Port Personalities In Focus is proud to introduce you to Stefano Marello. Port Personalities In Focus, has become vital in our mission to introduce you to members of the Port, and Portuguese wine trade. In Focus is included in every newsletter, intent on promoting people who are not typically in the media’s spotlight. In Focus brings you candid comments, personal perspectives, and an understanding of the people inside Portugal’s wine trade: from marketing professionals, master blenders, owners, importers, winemakers, and managing directors. You will meet individuals who work at small family-owned firms to the largest wine companies in Portugal. We hope you’ll enjoy reading about the people who grace these pages.

 

1. Please share some information about your life and how you wound up working in the Port trade, and at what age?

I was born in 1976 in Barcelos, at the time a small city some 60 kilometres north of Porto, from an Italian father and English mother. I moved to the greater Porto area in 1982, where I’ve lived all my life, except for a small 3-and-a-half year stint in Washington State in the US (working for Sogevinus, now Kopke Group). My family had nothing to do with Port, or any other wine for that matter. That would enter my life at a later stage, when in 1994 I started working at the Taylor’s lodge as a Tourist Guide during the summer months while university was off.

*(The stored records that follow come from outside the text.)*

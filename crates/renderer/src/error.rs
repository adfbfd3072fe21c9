//! Render errors including renderer initialization and engine failures.

use strata_core::{CoreError, PayloadError};
use thiserror::Error;

/// Renderer initialization failures.
///
/// Cloneable so that every caller sharing one in-flight initialization can
/// observe the same failure.
#[derive(Error, Debug, Clone, PartialEq, Eq)]
pub enum InitError {
    #[error("Client manifest is not available")]
    ManifestUnavailable,

    #[error("Server bundle is not available")]
    ServerBundleUnavailable,

    #[error("Failed to load {what}: {reason}")]
    Load { what: String, reason: String },
}

/// Failures while producing rendered output for one request.
#[derive(Error, Debug)]
pub enum RenderError {
    #[error("Renderer initialization failed: {0}")]
    Init(#[from] InitError),

    #[error("Render engine error: {0}")]
    Engine(String),

    #[error("Core error: {0}")]
    Core(#[from] CoreError),
}

/// Failures surfaced to the caller of the dispatcher.
#[derive(Error, Debug)]
pub enum DispatchError {
    /// The page could not be rendered.
    #[error("Render failed: {0}")]
    Render(#[from] RenderError),

    /// The application stored an error in the payload while rendering.
    #[error("Application error: {0}")]
    Application(PayloadError),

    #[error("Response serialization failed: {0}")]
    Serialization(#[from] CoreError),
}

pub type Result<T> = std::result::Result<T, DispatchError>;

impl DispatchError {
    /// Status code the transport should answer with.
    pub fn status_code(&self) -> u16 {
        match self {
            Self::Application(error) => error.status_code.unwrap_or(500),
            Self::Render(_) | Self::Serialization(_) => 500,
        }
    }

    /// Error to render on the error page for this failure.
    pub fn to_payload_error(&self, url: &str) -> PayloadError {
        match self {
            Self::Application(error) => PayloadError {
                url: error.url.clone().or_else(|| Some(url.to_string())),
                ..error.clone()
            },
            Self::Render(_) | Self::Serialization(_) => PayloadError {
                url: Some(url.to_string()),
                status_code: Some(500),
                status_message: Some("Server Error".to_string()),
                message: Some(sanitize_error(self)),
                ..Default::default()
            },
        }
    }
}

/// Sanitize error messages for client-facing responses.
///
/// Hides internal details while providing useful feedback.
pub fn sanitize_error(error: &DispatchError) -> String {
    match error {
        // Safe to expose
        DispatchError::Application(error) => error.to_string(),
        // Hide internal details
        DispatchError::Render(RenderError::Init(_)) => "Renderer unavailable".to_string(),
        DispatchError::Render(_) => "Render failed".to_string(),
        DispatchError::Serialization(_) => "Render produced invalid output".to_string(),
    }
}
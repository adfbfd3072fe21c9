//! The server bundle as a [`ServerEntry`].

use std::sync::Arc;

use async_trait::async_trait;
use strata_renderer::{AppRender, RenderError, ServerEntry, SsrContext};
use strata_ssr_core::{EngineOutput, EngineRequest, EngineRequestInfo};

use crate::error::sanitize_error;
use crate::pool::SsrPool;

/// Renders through the engine pool and applies the bundle's output to the
/// request context.
pub struct DenoServerEntry {
    pool: Arc<SsrPool>,
}

impl DenoServerEntry {
    pub fn new(pool: Arc<SsrPool>) -> Self {
        Self { pool }
    }

    pub fn pool(&self) -> &Arc<SsrPool> {
        &self.pool
    }
}

#[async_trait]
impl ServerEntry for DenoServerEntry {
    async fn render(&self, ctx: &mut SsrContext) -> Result<AppRender, RenderError> {
        let request = engine_request(ctx);
        let output = self.pool.render(&request).await.map_err(|e| {
            tracing::error!(url = %ctx.url, error = %e, "Server bundle render failed");
            RenderError::Engine(sanitize_error(&e))
        })?;
        Ok(apply_output(ctx, output))
    }
}

/// Snapshot of the context sent to the bundle.
fn engine_request(ctx: &SsrContext) -> EngineRequest {
    let headers = ctx
        .request
        .headers
        .iter()
        .filter_map(|(name, value)| {
            value
                .to_str()
                .ok()
                .map(|value| (name.as_str().to_string(), value.to_string()))
        })
        .collect();

    EngineRequest {
        url: ctx.url.clone(),
        no_ssr: ctx.no_ssr,
        error: ctx.error,
        runtime_config: ctx.runtime_config.clone(),
        payload: ctx.payload.clone(),
        island: ctx.island_context.clone(),
        request: EngineRequestInfo {
            method: ctx.request.method.to_string(),
            headers,
        },
    }
}

/// Copy what the bundle reported into the context and return its markup.
fn apply_output(ctx: &mut SsrContext, output: EngineOutput) -> AppRender {
    let EngineOutput {
        html,
        teleports,
        payload,
        styles,
        meta,
        modules,
        status_code,
        status_message,
    } = output;

    if payload.is_some() {
        ctx.payload = payload;
    }
    if styles.is_some() {
        ctx.styles = styles;
    }
    ctx.modules.extend(modules);
    if let Some(code) = status_code {
        ctx.response.set_status(code, status_message);
    }
    if let Some(meta) = meta {
        ctx.set_render_meta(move || std::future::ready(meta));
    }

    AppRender { html, teleports }
}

To be honest, at the beginning, my interest was in making some pocket money for gas and a few beers (!) so I wouldn’t have to ask my parents all the time, and it came as an easy choice, seeing as I spoke 5 languages and was a quick study. But then, like I believe happens to anyone that gets involved with Port Wine, I started to fall in love with it and wanted to learn more and more about it. This went on for about 4 years, and then just before I finished my studies, life took me in another direction. At the end of 1999 I had a chance to get back into the Port and wine world when I applied for a job at Real Companhia Velha (Royal Oporto).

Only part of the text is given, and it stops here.